# Exercise goal
With the material below, print exactly the lines between the line holding "locally and use" and the line holding "to read value", inclusive. Add nothing else.
Source information START
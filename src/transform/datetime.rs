//! Date parsing, timezone resolution and the local timestamp column.

use chrono::{
    DateTime, FixedOffset, NaiveDate, NaiveDateTime, NaiveTime, SecondsFormat, TimeZone, Timelike,
    Utc,
};
use chrono_tz::Tz;
use tracing::debug;

use crate::error::{ParseError, PipelineError, PipelineResult};
use crate::types::{ColumnKind, DataType, Field, Table, Value};

/// Name of the column added by [`add_local_timestamp`].
pub const DATETIME_COLUMN: &str = "datetime";

/// Civic zone names that are not IANA identifiers, mapped to the zone they observe.
const CIVIC_ZONES: &[(&str, Tz)] = &[
    ("America/Nanaimo", chrono_tz::America::Vancouver),
    ("America/Victoria", chrono_tz::America::Vancouver),
];

const ZONED_FORMATS: &[&str] = &[
    "%Y-%m-%dT%H:%M:%S%.f%:z",
    "%Y-%m-%d %H:%M:%S%.f%:z",
    "%Y-%m-%dT%H:%M:%S%.f%z",
    "%Y-%m-%d %H:%M:%S%.f%z",
];

// chrono reads `%B`/`%b` as either the full or the abbreviated month name.
const NAIVE_DATETIME_FORMATS: &[&str] = &[
    "%Y-%m-%dT%H:%M:%S%.f",
    "%Y-%m-%d %H:%M:%S%.f",
    "%Y-%m-%dT%H:%M",
    "%Y-%m-%d %H:%M",
    "%Y-%m-%d %I:%M:%S %p",
    "%Y-%m-%d %I:%M %p",
    "%Y/%m/%d %H:%M:%S",
    "%Y/%m/%d %H:%M",
    "%Y/%m/%d %I:%M %p",
    "%m/%d/%Y %H:%M:%S",
    "%m/%d/%Y %H:%M",
    "%m/%d/%Y %I:%M:%S %p",
    "%m/%d/%Y %I:%M %p",
    "%d/%m/%Y %H:%M:%S",
    "%d/%m/%Y %H:%M",
    "%d/%m/%Y %I:%M %p",
    "%d-%b-%Y %H:%M:%S",
    "%B %d, %Y %H:%M:%S",
    "%B %d, %Y %H:%M",
    "%B %d, %Y %I:%M:%S %p",
    "%B %d, %Y %I:%M %p",
    "%d %B %Y %H:%M:%S",
    "%d %B %Y %H:%M",
    "%d %B %Y %I:%M %p",
];

// Month-first wins for slashed dates; day-first is only reached when the month would be > 12.
const NAIVE_DATE_FORMATS: &[&str] = &[
    "%Y-%m-%d",
    "%Y/%m/%d",
    "%m/%d/%Y",
    "%d/%m/%Y",
    "%d-%b-%Y",
    "%d %B %Y",
    "%B %d, %Y",
    "%B %d %Y",
];

/// Formats without a day; the first of the month is assumed.
const YEAR_MONTH_FORMATS: &[&str] = &["%Y-%m", "%Y/%m", "%B %Y"];

const WEEKDAYS: [&str; 7] = [
    "monday",
    "tuesday",
    "wednesday",
    "thursday",
    "friday",
    "saturday",
    "sunday",
];

/// A parsed date-time, with or without a UTC offset.
#[derive(Debug, Clone, Copy, PartialEq, Eq)]
pub enum ParsedDateTime {
    Zoned(DateTime<FixedOffset>),
    /// Wall-clock time with no offset; dates alone are midnight.
    Naive(NaiveDateTime),
}

/// Best-effort parse of a date or date-time string in the formats open-data feeds use.
pub fn parse_datetime(raw: &str) -> Result<ParsedDateTime, ParseError> {
    let s = raw.trim();

    if let Ok(dt) = DateTime::parse_from_rfc3339(s) {
        return Ok(ParsedDateTime::Zoned(dt));
    }
    if let Ok(dt) = DateTime::parse_from_rfc2822(s) {
        return Ok(ParsedDateTime::Zoned(dt));
    }
    if let Some(dt) = ZONED_FORMATS
        .iter()
        .find_map(|fmt| DateTime::parse_from_str(s, fmt).ok())
    {
        return Ok(ParsedDateTime::Zoned(dt));
    }

    // `...Z` with a space separator is not RFC 3339 but still UTC.
    if let Some(body) = s.strip_suffix(['Z', 'z']) {
        if let Some(naive) = parse_naive(body) {
            return Ok(ParsedDateTime::Zoned(Utc.from_utc_datetime(&naive).fixed_offset()));
        }
    }

    if let Some(naive) = parse_naive(s) {
        return Ok(ParsedDateTime::Naive(naive));
    }

    // A leading weekday name is dropped, not checked against the date.
    match strip_weekday(s) {
        Some(rest) => parse_datetime(rest).map_err(|_| ParseError::new(raw, "date")),
        None => Err(ParseError::new(raw, "date")),
    }
}

fn parse_naive(s: &str) -> Option<NaiveDateTime> {
    NAIVE_DATETIME_FORMATS
        .iter()
        .find_map(|fmt| NaiveDateTime::parse_from_str(s, fmt).ok())
        .or_else(|| {
            NAIVE_DATE_FORMATS
                .iter()
                .find_map(|fmt| NaiveDate::parse_from_str(s, fmt).ok())
                .or_else(|| parse_year_month(s))
                .map(|d| d.and_time(NaiveTime::MIN))
        })
}

fn parse_year_month(s: &str) -> Option<NaiveDate> {
    let with_day = format!("{s} 1");
    YEAR_MONTH_FORMATS
        .iter()
        .find_map(|fmt| NaiveDate::parse_from_str(&with_day, &format!("{fmt} %d")).ok())
}

/// The rest of `s` after a leading full or three-letter weekday name.
fn strip_weekday(s: &str) -> Option<&str> {
    let end = s.find(|c: char| !c.is_ascii_alphabetic())?;
    let word = s[..end].to_ascii_lowercase();
    let is_weekday = WEEKDAYS
        .iter()
        .any(|day| *day == word || (word.len() == 3 && day.starts_with(word.as_str())));
    is_weekday.then(|| s[end..].trim_start_matches([',', '.', ' ']))
}

/// Resolve a configured zone name to an IANA zone.
///
/// Accepts IANA identifiers and the civic aliases in [`CIVIC_ZONES`]. Anything else is a
/// configuration error; there is no fallback to the host's zone.
pub fn resolve_timezone(name: &str) -> PipelineResult<Tz> {
    let name = name.trim();
    if let Some((_, tz)) = CIVIC_ZONES
        .iter()
        .find(|(alias, _)| alias.eq_ignore_ascii_case(name))
    {
        return Ok(*tz);
    }
    name.parse::<Tz>()
        .map_err(|_| PipelineError::config(format!("unknown timezone '{name}'")))
}

/// Parse `raw` and render it in `tz` as ISO-8601 with offset.
///
/// Whole seconds render without a fraction; anything finer renders as six digits.
/// Values without an offset are taken as wall-clock time in `tz`. A wall-clock time that does
/// not exist in `tz` (spring-forward gap) is a parse error; an ambiguous one takes the earlier
/// instant.
pub fn date_to_local(raw: &str, tz: Tz) -> Result<String, ParseError> {
    let local = match parse_datetime(raw)? {
        ParsedDateTime::Zoned(dt) => dt.with_timezone(&tz),
        ParsedDateTime::Naive(naive) => tz
            .from_local_datetime(&naive)
            .earliest()
            .ok_or_else(|| ParseError::new(raw, "local time"))?,
    };
    let seconds = if local.nanosecond() == 0 {
        SecondsFormat::Secs
    } else {
        SecondsFormat::Micros
    };
    Ok(local.to_rfc3339_opts(seconds, false))
}

/// Add a [`DATETIME_COLUMN`] derived from the first date-like column that converts cleanly.
///
/// Candidates are tried in column order. A candidate is abandoned as soon as one of its values
/// (nulls included) fails to convert. If nothing converts, the table is returned unchanged.
pub fn add_local_timestamp(table: Table, tz: Tz) -> Table {
    let candidates: Vec<usize> = table
        .schema
        .fields
        .iter()
        .enumerate()
        .filter(|(_, f)| f.kind == ColumnKind::DateLike)
        .map(|(idx, _)| idx)
        .collect();

    for idx in candidates {
        match convert_column(&table, idx, tz) {
            Ok(values) => {
                let field = Field::new(DATETIME_COLUMN, DataType::Utf8).with_kind(ColumnKind::DateLike);
                return table.with_column(field, values);
            }
            Err(e) => debug!(
                column = %table.schema.fields[idx].name,
                error = %e,
                "date column abandoned"
            ),
        }
    }
    table
}

fn convert_column(table: &Table, idx: usize, tz: Tz) -> Result<Vec<Value>, ParseError> {
    table
        .column(idx)
        .map(|v| match v {
            Value::Utf8(s) => date_to_local(s, tz).map(Value::Utf8),
            other => Err(ParseError::new(other.to_string(), "date")),
        })
        .collect()
}

#[cfg(test)]
mod tests {
    use super::*;
    use crate::types::Schema;

    fn pacific() -> Tz {
        resolve_timezone("America/Nanaimo").unwrap()
    }

    #[test]
    fn utc_instant_converts_to_pacific() {
        assert_eq!(
            date_to_local("2022-01-01T01:00:00Z", pacific()).unwrap(),
            "2021-12-31T17:00:00-08:00"
        );
    }

    #[test]
    fn summer_instants_use_daylight_offset() {
        assert_eq!(
            date_to_local("2022-07-01 12:30:00+00:00", pacific()).unwrap(),
            "2022-07-01T05:30:00-07:00"
        );
    }

    #[test]
    fn naive_values_are_local_wall_clock() {
        assert_eq!(date_to_local("2022-01-01", pacific()).unwrap(), "2022-01-01T00:00:00-08:00");
        assert_eq!(
            date_to_local("03/15/2022 09:05:00", pacific()).unwrap(),
            "2022-03-15T09:05:00-07:00"
        );
    }

    #[test]
    fn parses_common_feed_formats() {
        for raw in [
            "2022-01-01T01:00:00.123Z",
            "2022-01-01 01:00:00Z",
            "2022-01-01T01:00:00",
            "2022/01/01",
            "January 5, 2021",
            "Tue, 1 Jul 2003 10:52:37 +0200",
        ] {
            assert!(parse_datetime(raw).is_ok(), "{raw}");
        }
        for raw in ["not a date", "123 Main St", "B-1001", "Harbour Cafe", "Sun Valley Motors", ""] {
            assert!(parse_datetime(raw).is_err(), "{raw}");
        }
    }

    #[test]
    fn parses_each_date_family() {
        let cases = [
            ("2022-01-01T01:00:00.1234567Z", "2021-12-31T17:00:00.123456-08:00"),
            ("2019-08-14T10:15:00.000-0700", "2019-08-14T10:15:00-07:00"),
            ("2021-01-05 10:00 AM", "2021-01-05T10:00:00-08:00"),
            ("2021-01-05 10:00:30 PM", "2021-01-05T22:00:30-08:00"),
            ("Jan 5, 2021", "2021-01-05T00:00:00-08:00"),
            ("5 Jan 2021", "2021-01-05T00:00:00-08:00"),
            ("Aug 14, 2019 3:00 PM", "2019-08-14T15:00:00-07:00"),
            ("August 14, 2019 15:00", "2019-08-14T15:00:00-07:00"),
            ("14 August 2019 3:00 PM", "2019-08-14T15:00:00-07:00"),
            ("Thursday, August 14, 2019", "2019-08-14T00:00:00-07:00"),
            ("Wed, Aug 14, 2019 3:00 PM", "2019-08-14T15:00:00-07:00"),
            ("2022-01", "2022-01-01T00:00:00-08:00"),
            ("January 2022", "2022-01-01T00:00:00-08:00"),
            ("08/14/2019", "2019-08-14T00:00:00-07:00"),
            ("14/08/2019", "2019-08-14T00:00:00-07:00"),
            ("14/08/2019 15:30", "2019-08-14T15:30:00-07:00"),
            ("03/04/2019", "2019-03-04T00:00:00-08:00"),
        ];
        for (raw, expected) in cases {
            assert_eq!(date_to_local(raw, pacific()).unwrap(), expected, "{raw}");
        }
    }

    #[test]
    fn fractional_seconds_render_as_microseconds() {
        assert_eq!(
            date_to_local("2022-01-01T01:00:00.5Z", pacific()).unwrap(),
            "2021-12-31T17:00:00.500000-08:00"
        );
        assert_eq!(
            date_to_local("2022-01-01T01:00:00.000Z", pacific()).unwrap(),
            "2021-12-31T17:00:00-08:00"
        );
    }

    #[test]
    fn unknown_timezone_is_a_config_error() {
        assert_eq!(resolve_timezone("America/Vancouver").unwrap(), chrono_tz::America::Vancouver);
        let err = resolve_timezone("Mars/Olympus").unwrap_err();
        assert!(matches!(err, PipelineError::Config { .. }));
    }

    fn table(columns: Vec<(&str, Vec<Option<&str>>)>) -> Table {
        let fields = columns
            .iter()
            .map(|(name, _)| Field::new(*name, DataType::Utf8).with_kind(ColumnKind::DateLike))
            .collect();
        let n = columns[0].1.len();
        let rows = (0..n)
            .map(|i| {
                columns
                    .iter()
                    .map(|(_, vals)| vals[i].map(|s| Value::Utf8(s.to_string())).unwrap_or(Value::Null))
                    .collect()
            })
            .collect();
        Table::new(Schema::new(fields), rows)
    }

    #[test]
    fn first_fully_convertible_column_wins() {
        let t = table(vec![
            ("issued", vec![Some("2022-01-01"), Some("garbage")]),
            ("expires", vec![Some("2023-01-01T08:00:00Z"), Some("2023-06-01T08:00:00Z")]),
        ]);
        let out = add_local_timestamp(t, pacific());
        assert_eq!(out.column_count(), 3);
        assert_eq!(
            out.value(0, DATETIME_COLUMN),
            Some(&Value::Utf8("2023-01-01T00:00:00-08:00".into()))
        );
        assert_eq!(
            out.value(1, DATETIME_COLUMN),
            Some(&Value::Utf8("2023-06-01T01:00:00-07:00".into()))
        );
    }

    #[test]
    fn null_value_abandons_candidate() {
        let t = table(vec![("issued", vec![Some("2022-01-01"), None])]);
        let out = add_local_timestamp(t.clone(), pacific());
        assert_eq!(out, t);
    }

    #[test]
    fn text_columns_are_not_candidates() {
        let t = Table::new(
            Schema::new(vec![Field::new("issued", DataType::Utf8)]),
            vec![vec![Value::Utf8("2022-01-01".into())]],
        );
        assert_eq!(add_local_timestamp(t, pacific()).column_count(), 1);
    }
}
use thiserror::Error;

/// Convenience result type for pipeline operations.
pub type PipelineResult<T> = Result<T, PipelineError>;

/// Error type returned by the pipeline.
///
/// Every variant is fatal to a run. Value-level parse failures are recovered locally and use
/// [`ParseError`] instead.
#[derive(Debug, Error)]
pub enum PipelineError {
    /// The feed could not be fetched (network failure or non-2xx status).
    #[error("failed to fetch feed from {url}: {source}")]
    Fetch {
        url: String,
        #[source]
        source: reqwest::Error,
    },

    /// The feed document does not have the expected shape.
    #[error("feed format error: {message}")]
    Format { message: String },

    /// The boundary polygon for a place could not be resolved.
    #[error("failed to resolve boundary for '{place}': {message}")]
    Geocode { place: String, message: String },

    /// Invalid configuration (unknown timezone, empty primary key, ...).
    #[error("configuration error: {message}")]
    Config { message: String },

    /// A column the pipeline needs is not in the table.
    #[error("missing column '{column}'. columns={available:?}")]
    MissingColumn {
        column: String,
        available: Vec<String>,
    },

    /// A persisted value could not be read back as its column's type.
    #[error("failed to read value at row {row} column '{column}': {source}")]
    InvalidValue {
        row: usize,
        column: String,
        #[source]
        source: ParseError,
    },

    /// Underlying I/O error.
    #[error("io error: {0}")]
    Io(#[from] std::io::Error),

    /// CSV read/write error.
    #[error("csv error: {0}")]
    Csv(#[from] csv::Error),

    /// Parquet read/write error.
    #[error("parquet error: {0}")]
    Parquet(#[from] parquet::errors::ParquetError),
}

impl PipelineError {
    pub(crate) fn format(message: impl Into<String>) -> Self {
        Self::Format {
            message: message.into(),
        }
    }

    pub(crate) fn config(message: impl Into<String>) -> Self {
        Self::Config {
            message: message.into(),
        }
    }
}

/// A single value failed to parse as the requested type.
///
/// Never escapes the pipeline: numeric coercion falls back to text and date conversion moves
/// on to the next candidate column.
#[derive(Debug, Clone, PartialEq, Eq, Error)]
#[error("cannot parse '{raw}' as {expected}")]
pub struct ParseError {
    pub raw: String,
    pub expected: &'static str,
}

impl ParseError {
    pub(crate) fn new(raw: impl Into<String>, expected: &'static str) -> Self {
        Self {
            raw: raw.into(),
            expected,
        }
    }
}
Source information END
# Exercise output
/// Every variant is fatal to a run. Value-level parse failures are recovered locally and use
/// [`ParseError`] instead.
#[derive(Debug, Error)]
pub enum PipelineError {
    /// The feed could not be fetched (network failure or non-2xx status).
    #[error("failed to fetch feed from {url}: {source}")]
    Fetch {
        url: String,
        #[source]
        source: reqwest::Error,
    },

    /// The feed document does not have the expected shape.
    #[error("feed format error: {message}")]
    Format { message: String },

    /// The boundary polygon for a place could not be resolved.
    #[error("failed to resolve boundary for '{place}': {message}")]
    Geocode { place: String, message: String },

    /// Invalid configuration (unknown timezone, empty primary key, ...).
    #[error("configuration error: {message}")]
    Config { message: String },

    /// A column the pipeline needs is not in the table.
    #[error("missing column '{column}'. columns={available:?}")]
    MissingColumn {
        column: String,
        available: Vec<String>,
    },

    /// A persisted value could not be read back as its column's type.
    #[error("failed to read value at row {row} column '{column}': {source}")]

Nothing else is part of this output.